L’un de ces faits devrait suffire à clore le débat ; le sceau de qualité a été créé par Nintendo of America en 1988. Or, jusqu’à preuve du contraire, Nintendo est une société japonaise. C’est au Pays du Soleil Levant que toutes les décisions principales sont prises, que tous les plus grands hits sont développés. Et j’irai même plus loin : presque tous les classiques de la NES viennent du Japon, des grandes licences first-party (Mario, Zelda, Metroid) aux chefs d’œuvres des éditeurs tiers, Capcom, Konami, Namco, Enix et bien d’autres. Même si vous pourriez peut-être en trouver, je vous défie de me citer instantanément un grand jeu NES développé aux États-Unis. Attention, je vous rappelle que Rare vient d’Angleterre, et sa production, certes prolifique, a toujours été, surtout à cette époque, plutôt inégale d’autant qu’elle était régulièrement sous-traitée.

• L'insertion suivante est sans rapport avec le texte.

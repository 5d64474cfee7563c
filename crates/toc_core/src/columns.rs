//! crates/toc_core/src/columns.rs
//! Raw (unvalidated) table column descriptor, as written in a TOC manifest.
//! `toc_report::ColumnDef::try_from` turns it into a checked definition.

#[cfg(feature = "serde")]
use serde::{Deserialize, Serialize};

#[derive(Clone, Debug, Default, PartialEq, Eq)]
#[cfg_attr(feature = "serde", derive(Serialize, Deserialize))]
#[cfg_attr(feature = "serde", serde(deny_unknown_fields))]
pub struct ColumnSpec {
    pub heading: String,
    /// Direct reference to a proposal column.
    #[cfg_attr(feature = "serde", serde(default, skip_serializing_if = "Option::is_none"))]
    pub name: Option<String>,
    /// Computed value: a template rendered per row.
    #[cfg_attr(feature = "serde", serde(default, skip_serializing_if = "Option::is_none"))]
    pub template: Option<String>,
    #[cfg_attr(feature = "serde", serde(default))]
    pub link: bool,
    #[cfg_attr(feature = "serde", serde(default))]
    pub right_aligned: bool,
}

impl ColumnSpec {
    pub fn direct(heading: impl Into<String>, name: impl Into<String>) -> Self {
        Self { heading: heading.into(), name: Some(name.into()), ..Self::default() }
    }

    pub fn template(heading: impl Into<String>, template: impl Into<String>) -> Self {
        Self { heading: heading.into(), template: Some(template.into()), ..Self::default() }
    }

    pub fn linked(mut self) -> Self {
        self.link = true;
        self
    }

    pub fn right_aligned(mut self) -> Self {
        self.right_aligned = true;
        self
    }
}

/// Raw formatter choice, as written in a TOC manifest.
#[derive(Clone, Debug, Default, PartialEq, Eq)]
#[cfg_attr(feature = "serde", derive(Serialize, Deserialize))]
#[cfg_attr(feature = "serde", serde(tag = "type", rename_all = "snake_case"))]
pub enum FormatterSpec {
    /// One `* <toc line>` per proposal.
    #[default]
    WikiList,
    /// Sortable wiki table with one column per descriptor.
    WikiTable {
        #[cfg_attr(feature = "serde", serde(default, skip_serializing_if = "Option::is_none"))]
        title_column: Option<String>,
        columns: Vec<ColumnSpec>,
    },
}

S’il le mérite amplement, Mega Man 3 est loin d’être le seul jeu NES dont la boîte arbore le sceau de qualité

Donc, si la Famicom avait la réputation de proposer une ludothèque de qualité, cela ne tenait sûrement pas au moindre sceau de qualité, qui n’a jamais existé au Japon. En revanche, le constructeur avait pris des mesures drastiques. À vrai dire, la 8-bit ne devait pas accueillir de jeux d’éditeurs tiers initialement, comme c’est expliqué dans L’Histoire de Nintendo Vol.3. Plus d’un an après son lancement, la console a reçu les jeux de six éditeurs privilégiés, mais les conditions se sont vite durcies, sans compter les royalties à reverser : Nintendo contrôlait le nombre de cartouches produites et la promotion des jeux dans ses publications, et surtout un éditeur (autre que les « privilégiés ») ne pouvait sortir plus de trois jeux par an (cinq par la suite). Cela dit, certains ont su contourner le problème, comme par exemple Konami qui a créé de fausses filiales, Palcom (Tortues Ninja) et Ultra Games (Metal Gear), pour en éditer davantage.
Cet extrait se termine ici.